To overcome the continued jobs crisis faced by many countries this growth pace will not be enough. It might take at least another five years for Europe and the United States to build up and make up for the job losses caused by the Great Recession of 2008-2009 with existing policies and growth trends. To attend MDGS there is slower rate of poverty reduction in many developing countries and a contraction fiscal space for investments in critical areas.
Underperformance in the world economy is observed in almost all regions and major economic group. Developed countries economies still have to struggle hard to return to sustained growth and consequently the growth outlook of 2014 is very weak. High income economies gaining momentum in their recovery. These economics are expected to grow by 1.9% in this year and expected to increase by 2.4% in 2015 and 2016. Euro and United States economy is expected to rise by 1.1% and 2.1% respectively at the end of this year. But On the other hand on an average, developing countries – and also the least developed countries – will be growing at a much faster pace than both developed economies and economies in transition. Developing countries will therefore continue to be the main driver of global growth. GDP growth in emerging and developing economies as a whole is expected to decline slightly by 0.2 percentage from 4.9 percent in 2013 to 4.7 percent in 2014. The slower increase is primarily driven by China, China’s economy, for its part, is clearly slowing and projected to slowdown and growth rate will decrease from 7.7% in 2013 to 7% in 2014. Structural and policy challenges continue to evaluate heavily on China’s economic transformation, which creates a significant margin of uncertainty on the growth of these economies. Among the other emerging markets, Brazil and Russia, Central Asia and South East Europe are also expected to decrease in growth rates, while India, Mexico and other developing Asia are likely to observe a slight improvement in 2014, as compared to the weaker growth performance over 2013.

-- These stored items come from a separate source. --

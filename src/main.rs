use anyhow::{Context, Result, bail};
use chatseg::output::{self, CHUNKS_FILE, MANIFEST_FILE, MESSAGES_FILE, NOISE_FILE};
use chatseg::{
    Chunk, EmbeddingClient, EmbeddingModelInfo, Manifest, Message, Segmenter, SegmenterConfig,
    TranscriptParser, split_noise,
};
use clap::Parser;
use std::path::{Path, PathBuf};
use std::time::{Duration, Instant};
use tracing::{error, info};
use walkdir::WalkDir;

/// Split chat exports into semantically coherent chunks
#[derive(Parser, Debug)]
#[command(name = "chatseg", version, about)]
struct Cli {
    /// Transcript file, or a directory searched for *.txt exports
    input: PathBuf,

    /// Where per-transcript output directories are created
    #[arg(long, default_value = "data/chunks")]
    out_dir: PathBuf,

    /// Base URL of the embedding server
    #[arg(long, env = "CHATSEG_EMBED_ENDPOINT", default_value = "http://localhost:18115")]
    endpoint: String,

    /// Embedding model name recorded in the manifest
    #[arg(
        long,
        env = "CHATSEG_EMBED_MODEL",
        default_value = "sentence-transformers/all-MiniLM-L6-v2"
    )]
    model: String,

    /// Embedding dimensionality the server must return
    #[arg(long, env = "CHATSEG_EMBED_DIM", default_value_t = 384)]
    dim: usize,

    /// HTTP timeout for embedding requests, in seconds
    #[arg(long, default_value_t = 120)]
    timeout_secs: u64,

    /// Silence (minutes) that always starts a new chunk
    #[arg(long, default_value_t = chatseg::segmenter::DEFAULT_TIME_GAP_MINUTES)]
    time_gap_minutes: i64,

    /// Character cap per chunk
    #[arg(long, default_value_t = chatseg::segmenter::DEFAULT_MAX_CHUNK_CHARS)]
    max_chunk_chars: usize,

    /// Cosine similarity below which a message starts a new chunk
    #[arg(long, default_value_t = chatseg::segmenter::DEFAULT_SIMILARITY_THRESHOLD)]
    similarity_threshold: f32,

    /// Texts per embedding request
    #[arg(long, default_value_t = chatseg::segmenter::DEFAULT_EMBED_BATCH_SIZE)]
    batch_size: usize,
}

fn main() -> Result<()> {
    tracing_subscriber::fmt()
        .with_env_filter(
            tracing_subscriber::EnvFilter::try_from_default_env()
                .unwrap_or_else(|_| tracing_subscriber::EnvFilter::new("info")),
        )
        .init();

    let cli = Cli::parse();
    let start_time = Instant::now();

    let config = SegmenterConfig::new()
        .time_gap_minutes(cli.time_gap_minutes)
        .max_chunk_chars(cli.max_chunk_chars)
        .similarity_threshold(cli.similarity_threshold)
        .embed_batch_size(cli.batch_size);

    let model = EmbeddingModelInfo::new(cli.model.clone(), cli.dim, cli.batch_size.max(1));
    let timeout = Duration::from_secs(cli.timeout_secs);
    let client = EmbeddingClient::with_timeout(cli.endpoint.clone(), timeout)
        .context("Failed to build embedding client")?
        .with_model(model);
    let segmenter = Segmenter::new(client, config);

    let inputs = collect_inputs(&cli.input)?;
    if inputs.is_empty() {
        bail!("No transcripts found under {}", cli.input.display());
    }
    info!(count = inputs.len(), endpoint = %cli.endpoint, "segmenting transcripts");

    let mut failures = 0usize;
    for path in &inputs {
        if let Err(e) = process_transcript(path, &cli.out_dir, &segmenter) {
            error!(path = %path.display(), "{:#}", e);
            failures += 1;
        }
    }

    println!(
        "\n✓ Processed {}/{} transcripts [{:.2}s]",
        inputs.len() - failures,
        inputs.len(),
        start_time.elapsed().as_secs_f64()
    );

    if failures > 0 {
        bail!("{} transcript(s) failed", failures);
    }
    Ok(())
}

/// A single file, or every `*.txt` below a directory in path order
fn collect_inputs(input: &Path) -> Result<Vec<PathBuf>> {
    if input.is_file() {
        return Ok(vec![input.to_path_buf()]);
    }

    let mut files = Vec::new();
    for entry in WalkDir::new(input).follow_links(false).sort_by_file_name() {
        let entry = entry.context("Failed to read directory entry")?;
        let path = entry.path();
        if path.is_file() && path.extension().is_some_and(|ext| ext == "txt") {
            files.push(path.to_path_buf());
        }
    }
    Ok(files)
}

fn process_transcript(
    path: &Path,
    out_root: &Path,
    segmenter: &Segmenter<EmbeddingClient>,
) -> Result<()> {
    let stem = path
        .file_stem()
        .map(|s| s.to_string_lossy().into_owned())
        .unwrap_or_else(|| "transcript".to_string());
    let out_dir = out_root.join(&stem);

    // Each transcript is its own stream with its own sender ids
    let entries = TranscriptParser::new()
        .parse_file(path)
        .context(format!("Failed to parse {}", path.display()))?;
    let (normal, noise) = split_noise(entries);

    output::write_entries_json(&out_dir.join(MESSAGES_FILE), &normal)?;
    output::write_entries_json(&out_dir.join(NOISE_FILE), &noise)?;

    let messages: Vec<Message> = normal.iter().map(|e| e.message.clone()).collect();
    let chunks: Vec<Chunk> = segmenter
        .segment(&messages)
        .context(format!("Failed to segment {}", path.display()))?;

    output::write_chunks_json(&out_dir.join(CHUNKS_FILE), &chunks)?;

    let mut manifest = Manifest::new(
        Some(path.display().to_string()),
        segmenter.embedder().model().label(),
        segmenter.config().clone(),
    );
    manifest.record(messages.len(), noise.len(), &chunks);
    output::write_manifest(&out_dir.join(MANIFEST_FILE), &manifest)?;

    println!("  {}", path.display());
    println!("    Messages:      {}", messages.len());
    println!("    Noise:         {}", noise.len());
    println!("    Chunks:        {}", chunks.len());
    for (reason, count) in &manifest.stats.split_reasons {
        println!("      {:<14} {}", reason.to_string(), count);
    }

    Ok(())
}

Global growth of Gross Domestic Product (GDP), adjusted for inflation, will rebound from 2.9 percent in 2013 to 3.3 percent in 2014. Across mature economies, the 2014 growth outlook has improved significantly to 2.0 percent growth in 2014, compared to 1.3 percent in 2013. Inflation remains benign worldwide. It has slow down in the United States and expected to remain below 2% in 2014 and even in euro-zone, inflation has slowdown and has dropped to1% which is matter of concern for the global economy.
High unemployment and continued financial deleveraging is the main reason behind the explanation for the lower inflation figures and unemployment rates remain a serious challenge for the nations worldwide, particularly for the euro zone where they reached record levels at 12.2 percent in 2013, but as high as 27 percent in Greece and Spain. Expected that Renewed GDP growth in 2014 to bring reductions in these rates in both Europe and the US, which may drop down to 7 percent. In the developing economies, there are only about dozen scattered countries like South Asia and Africa and few in the CIS throughout the different regions whose inflation rates are above “10 percent, mainly due to rapid credit growth, localized food price pressures and structural bottlenecks such as energy shortages and on the other hand, most economies in East Asia continue to face tame inflation. Unemployment is however, major concerns for developing and emerging economies. There has been a assessable decline in private capital inflows to “emerging markets, a sub-group of developing countries”. And instability in these markets has increased with equity market sell-offs and local currency depreciation.
The economy is expected to speed up as the year progresses and is projected to expand by 2.8 percent in end of this year, strengthening to 3.4 and 3.5 percent in 2015 and 2016, respectively. High-income economies will put in about half of global growth in 2015 and 2016, compared with less than 40 percent in 2013.